» **What to do**: The records below hold a stretch from the line with "id already exists." through the line with "Tags produced by"; return exactly those lines, ends included, and nothing more.

[Data extracted from a collection]

○ ○ ○ ○

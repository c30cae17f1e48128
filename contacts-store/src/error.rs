//! Error types for the storage layer.

use contacts_types::ContactId;
use thiserror::Error;

/// Result type for storage operations.
pub type StoreResult<T> = Result<T, StoreError>;

/// Errors that can occur in storage operations.
#[derive(Debug, Error)]
pub enum StoreError {
    /// No record with this id.
    #[error("contact not found: {0}")]
    NotFound(ContactId),

    /// A record with this id already exists.
    #[error("contact already exists: {0}")]
    Conflict(ContactId),

    /// Every id has been handed out.
    #[error("contact id space exhausted")]
    IdSpaceExhausted,

    /// IO error (file system).
    #[error("IO error: {0}")]
    Io(#[from] std::io::Error),

    /// Serialization/deserialization error.
    #[error("serialization error: {0}")]
    Serialization(#[from] serde_json::Error),
}
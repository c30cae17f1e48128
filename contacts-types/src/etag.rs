//! HTTP entity tags.
//!
//! An entity tag is an opaque validator rendered between double quotes,
//! optionally prefixed with `W/` to mark it weak. Tags produced by
//! [`crate::fingerprint`] are always strong.

use crate::{Error, Result};
use std::fmt;
use std::str::FromStr;

/// A parsed or generated entity tag.
#[derive(Debug, Clone, PartialEq, Eq, Hash)]
pub struct EntityTag {
    opaque: String,
    weak: bool,
}

impl EntityTag {
    /// Creates a strong tag. `opaque` must not contain a double quote.
    pub fn strong(opaque: impl Into<String>) -> Result<Self> {
        Self::build(opaque.into(), false)
    }

    /// Creates a weak tag. `opaque` must not contain a double quote.
    pub fn weak(opaque: impl Into<String>) -> Result<Self> {
        Self::build(opaque.into(), true)
    }

    fn build(opaque: String, weak: bool) -> Result<Self> {
        if opaque.contains('"') {
            return Err(Error::InvalidEntityTag(opaque));
        }
        Ok(Self { opaque, weak })
    }

    /// Hex digests never contain quotes, so construction cannot fail.
    pub(crate) fn from_digest(hex: String) -> Self {
        Self {
            opaque: hex,
            weak: false,
        }
    }

    /// The tag value without quotes or weakness prefix.
    #[must_use]
    pub fn opaque(&self) -> &str {
        &self.opaque
    }

    #[must_use]
    pub fn is_weak(&self) -> bool {
        self.weak
    }

    /// Strong comparison: both tags strong and byte-identical.
    #[must_use]
    pub fn strong_eq(&self, other: &EntityTag) -> bool {
        !self.weak && !other.weak && self.opaque == other.opaque
    }

    /// Weak comparison: opaque values equal regardless of weakness.
    #[must_use]
    pub fn weak_eq(&self, other: &EntityTag) -> bool {
        self.opaque == other.opaque
    }

    /// Parses the header form: `"abc"` or `W/"abc"`.
    pub fn parse(s: &str) -> Result<Self> {
        let s = s.trim();
        let (weak, rest) = match s.strip_prefix("W/") {
            Some(rest) => (true, rest),
            None => (false, s),
        };
        let opaque = rest
            .strip_prefix('"')
            .and_then(|r| r.strip_suffix('"'))
            .ok_or_else(|| Error::InvalidEntityTag(s.to_string()))?;
        Self::build(opaque.to_string(), weak)
    }
}

impl fmt::Display for EntityTag {
    fn fmt(&self, f: &mut fmt::Formatter<'_>) -> fmt::Result {
        if self.weak {
            write!(f, "W/\"{}\"", self.opaque)
        } else {
            write!(f, "\"{}\"", self.opaque)
        }
    }
}

impl FromStr for EntityTag {
    type Err = Error;

    fn from_str(s: &str) -> Result<Self> {
        Self::parse(s)
    }
}
//! Core type definitions for the contacts service.
//!
//! This crate defines the record that every other layer passes around:
//! - [`ContactId`]: numeric identity, `0` meaning "not yet assigned"
//! - [`Contact`]: the record itself and its merge-update rule
//! - [`EntityTag`]: quoted HTTP validator, strong or weak
//! - [`fingerprint`]: the deterministic content hash behind every tag
//!
//! Nothing here knows about locking, files or HTTP routing.

mod contact;
mod etag;
mod fingerprint;
mod ids;

pub use contact::Contact;
pub use etag::EntityTag;
pub use fingerprint::fingerprint;
pub use ids::ContactId;

/// Result type alias using the crate's error type.
pub type Result<T> = std::result::Result<T, Error>;

/// Errors that can occur in type operations.
#[derive(Debug, thiserror::Error)]
pub enum Error {
    #[error("serialization error: {0}")]
    Serialization(#[from] serde_json::Error),

    #[error("invalid contact id: {0}")]
    InvalidId(#[from] std::num::ParseIntError),

    #[error("invalid entity tag: {0}")]
    InvalidEntityTag(String),
}
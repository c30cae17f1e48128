//! Shared helpers for API tests.

#![allow(dead_code)]

use contacts_server::{AppState, ServerConfig, build_router};
use contacts_store::ContactStore;
use contacts_types::Contact;
use std::sync::Arc;

/// A running server plus a handle on its store.
pub struct TestServer {
    pub base: String,
    pub store: Arc<ContactStore>,
    pub client: reqwest::Client,
}

impl TestServer {
    pub fn url(&self, path: &str) -> String {
        format!("{}{}", self.base, path)
    }

    /// POSTs `contact` and returns the response.
    pub async fn post(&self, contact: &Contact) -> reqwest::Response {
        self.client
            .post(self.url("/contacts"))
            .json(contact)
            .send()
            .await
            .unwrap()
    }

    /// GETs `/contacts/{id}` and returns the response.
    pub async fn get(&self, id: u64) -> reqwest::Response {
        self.client
            .get(self.url(&format!("/contacts/{id}")))
            .send()
            .await
            .unwrap()
    }
}

/// Spin up the HTTP server on an OS-assigned port.
pub async fn spawn_test_server() -> TestServer {
    spawn_with_config(ServerConfig::default()).await
}

pub async fn spawn_with_config(config: ServerConfig) -> TestServer {
    let store = Arc::new(ContactStore::new(config.store_config()));
    let app = build_router(AppState::new(Arc::clone(&store), config));
    let listener = tokio::net::TcpListener::bind("127.0.0.1:0")
        .await
        .unwrap();
    let port = listener.local_addr().unwrap().port();
    tokio::spawn(async move {
        axum::serve(listener, app).await.unwrap();
    });
    TestServer {
        base: format!("http://127.0.0.1:{}", port),
        store,
        client: reqwest::Client::new(),
    }
}

/// The `ETag` header of a response, as sent.
pub fn etag(resp: &reqwest::Response) -> String {
    resp.headers()
        .get("etag")
        .expect("response has no ETag")
        .to_str()
        .unwrap()
        .to_string()
}
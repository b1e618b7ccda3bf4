use std::{
    cell::RefCell,
    collections::{BTreeMap, HashMap},
    io::ErrorKind,
    net::{Ipv4Addr, SocketAddr},
    path::{Path, PathBuf},
    rc::Rc,
    sync::{mpsc, OnceLock},
    time::{Duration, Instant},
};

use anyhow::Context;
use axum::{
    extract::{rejection::FormRejection, Form, State},
    http::{HeaderMap, HeaderName, HeaderValue, Method, StatusCode, Uri},
    response::IntoResponse,
    Router,
};
use tokio::sync::oneshot;
use tracing::{error, info, warn};

use thermometer_common::{
    AccessPointSettings, BootClassifier, BootConfig, HttpMethod, HttpRequest, HttpResponse,
    HttpServer, IncomingRequest, KeyValueStore, NetError, NetworkCredentials, NetworkServices,
    ProbeConfig, ProvisioningConfig, ProvisioningController, RequestId, RetainedBootMemory,
    RetainedRegion, SharedRetained, StoreError, StoredValue, System, WifiRadio,
};

use crate::{
    app::{Device, SharedProbe, TemperatureProbe},
    dns::UdpCaptiveDns,
};

const RETAINED_ENV: &str = "THERMOMETER_RETAINED";
const SIMULATED_ASSOCIATION_MS: u64 = 1_000;
const RESPONSE_TIMEOUT: Duration = Duration::from_secs(10);

struct HostConfig {
    data_dir: PathBuf,
    http_port: u16,
    dns_port: u16,
    networks: Vec<NetworkCredentials>,
    stable_after_ms: Option<u64>,
    link_drop_after_ms: Option<u64>,
}

impl HostConfig {
    fn from_env() -> Self {
        let data_dir = std::env::var("THERMOMETER_DATA_DIR")
            .map(PathBuf::from)
            .unwrap_or_else(|_| PathBuf::from("./.thermometer"));

        Self {
            data_dir,
            http_port: env_parse("THERMOMETER_HTTP_PORT").unwrap_or(8080),
            dns_port: env_parse("THERMOMETER_DNS_PORT").unwrap_or(5353),
            networks: std::env::var("THERMOMETER_SIM_NETWORKS")
                .map(|value| parse_networks(&value))
                .unwrap_or_default(),
            stable_after_ms: env_parse("THERMOMETER_STABLE_AFTER_MS"),
            link_drop_after_ms: env_parse("THERMOMETER_SIM_LINK_DROP_MS"),
        }
    }
}

fn env_parse<T: std::str::FromStr>(name: &str) -> Option<T> {
    std::env::var(name)
        .ok()
        .and_then(|value| value.parse::<T>().ok())
}

/// `ssid:pass,ssid2:pass2`. A missing `:` means an open network.
fn parse_networks(value: &str) -> Vec<NetworkCredentials> {
    value
        .split(',')
        .map(str::trim)
        .filter(|entry| !entry.is_empty())
        .map(|entry| {
            let (ssid, password) = entry.split_once(':').unwrap_or((entry, ""));
            NetworkCredentials {
                ssid: ssid.to_string(),
                password: password.to_string(),
            }
        })
        .collect()
}

pub async fn run() -> anyhow::Result<()> {
    tracing_subscriber::fmt()
        .with_env_filter(tracing_subscriber::EnvFilter::from_default_env())
        .init();

    let config = HostConfig::from_env();
    let retained = SharedRetained::new(decode_retained(std::env::var(RETAINED_ENV).ok()));
    let runtime = tokio::runtime::Handle::current();

    tokio::task::spawn_blocking(move || run_device(config, retained, runtime))
        .await
        .context("device loop panicked")?
}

○ ○ ○ ○

» **Response area**:
    /// A record with this id already exists.
    #[error("contact already exists: {0}")]
    Conflict(ContactId),

    /// Every id has been handed out.
    #[error("contact id space exhausted")]
    IdSpaceExhausted,

    /// IO error (file system).
    #[error("IO error: {0}")]
    Io(#[from] std::io::Error),

    /// Serialization/deserialization error.
    #[error("serialization error: {0}")]
    Serialization(#[from] serde_json::Error),
}
repository c30cae17f1e48128
filename contacts-types/src/etag.rs
//! HTTP entity tags.
//!
//! An entity tag is an opaque validator rendered between double quotes,
//! optionally prefixed with `W/` to mark it weak. Tags produced by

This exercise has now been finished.